The pain associated with this condition is severe enough that opiates are often required. Therefore, one of Dr. Wigley’s first moves in the office is often to administer a digital block for immediate pain relief. He sticks the needle into the web of the finger and infiltrates 2% lidocaine. It’s an easy procedure to do, and it often breaks the acute event.
If the digital block doesn’t succeed in terminating the ischemic event, however, then his go-to therapy is prostacyclin infusion.
“We’re very keen at our center, and at other centers around the country as well, to go right to a prostacyclin analogue. You can do that for prevention or during an acute event. Set up a peripheral line, run in prostacyclin for 3-5 days, and it has a magical effect that lasts for 10-12 weeks. It can really break an ischemic event quickly and may also have some preventive benefit. What we have available in the U.S. is epoprostenol. In can be administered on an inpatient basis, but we set it up as outpatient therapy. Patients come in for an 8-hour period for 3-5 days in a row,” the rheumatologist explained.

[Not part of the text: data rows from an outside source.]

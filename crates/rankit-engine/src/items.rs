//! Item catalog — adding, editing and fetching the things being ranked.

use rankit_core::error::{RankError, RankResult};
use rankit_core::models::item::{CreateItem, Item};
use rankit_core::repository::{GroupRepository, ItemRepository, RatingRepository};
use rankit_core::validate::sanitize;
use serde::Serialize;
use tracing::info;
use uuid::Uuid;

use crate::config::EngineConfig;

/// An item paired with the viewing user's own score, if any.
#[derive(Debug, Clone, Serialize)]
pub struct ItemView {
    pub item: Item,
    pub viewer_score: Option<u8>,
}

pub struct ItemService<G: GroupRepository, I: ItemRepository, R: RatingRepository> {
    groups: G,
    items: I,
    ratings: R,
    config: EngineConfig,
}

impl<G: GroupRepository, I: ItemRepository, R: RatingRepository> ItemService<G, I, R> {
    pub fn new(groups: G, items: I, ratings: R, config: EngineConfig) -> Self {
        Self {
            groups,
            items,
            ratings,
            config,
        }
    }

    fn validated_name(&self, name: &str) -> RankResult<String> {
        let name = sanitize(name, self.config.item_name_max_len);
        if name.chars().count() < self.config.item_name_min_len {
            return Err(RankError::Validation {
                message: format!(
                    "Item name must be at least {} characters",
                    self.config.item_name_min_len
                ),
            });
        }
        Ok(name)
    }

    /// Add an item to a group. Requires membership; the description is
    /// optional. Statistics start at zero.
    pub async fn add_item(
        &self,
        group_id: Uuid,
        name: &str,
        description: &str,
        creator: Uuid,
    ) -> RankResult<Item> {
        let group = self.groups.get_by_id(group_id).await?;
        if !group.is_member(creator) {
            return Err(RankError::NotAuthorized {
                reason: "must be a group member to add items".into(),
            });
        }

        let name = self.validated_name(name)?;
        let description = sanitize(description, self.config.description_max_len);

        let item = self
            .items
            .create(CreateItem {
                group_id,
                name,
                description,
                added_by: creator,
            })
            .await?;

        info!(item_id = %item.id, group_id = %group_id, "item added");
        Ok(item)
    }

    /// Edit an item's name and description. Only the group owner may edit.
    pub async fn edit_item(
        &self,
        group_id: Uuid,
        item_id: Uuid,
        name: &str,
        description: &str,
        actor: Uuid,
    ) -> RankResult<Item> {
        let group = self.groups.get_by_id(group_id).await?;
        if !group.is_owner(actor) {
            return Err(RankError::NotAuthorized {
                reason: "only the group owner can edit items".into(),
            });
        }

        let item = self.items.get_by_id(item_id).await?;
        if item.group_id != group_id {
            // Scoped lookup: an item from another group is not visible here.
            return Err(RankError::NotFound {
                entity: "item".into(),
                id: item_id.to_string(),
            });
        }

        let name = self.validated_name(name)?;
        let description = sanitize(description, self.config.description_max_len);

        self.items.update(item_id, name, description).await
    }

    /// Fetch a single item, attaching the viewer's own rating if present.
    pub async fn get_item(&self, item_id: Uuid, viewer: Option<Uuid>) -> RankResult<ItemView> {
        let item = self.items.get_by_id(item_id).await?;

        let viewer_score = match viewer {
            Some(user) => self
                .ratings
                .get(user, item_id)
                .await?
                .map(|r| r.score),
            None => None,
        };

        Ok(ItemView { item, viewer_score })
    }
}
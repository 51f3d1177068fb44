//! rankit core — domain models, repository trait definitions, errors and
//! validation shared by every other crate in the workspace.

pub mod error;
pub mod models;
pub mod repository;
pub mod validate;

This is off-label therapy. Epoprostenol’s approved indication is in treating pulmonary arterial hypertension. But there is persuasive evidence of the effectiveness of epoprostenol (Flolan) and the prostacyclins available in other countries in aborting acute digital ischemic events in patients with Raynaud’s, he said.
One prostacyclin, treprostinil, is now available as Orenitram in an oral formulation approved for treatment of pulmonary arterial hypertension. Other oral prostacyclins are in the developmental pipeline. Despite their promise of much greater patient convenience, however, at this point their use in patients with acute digital critical ischemia isn’t supported by evidence.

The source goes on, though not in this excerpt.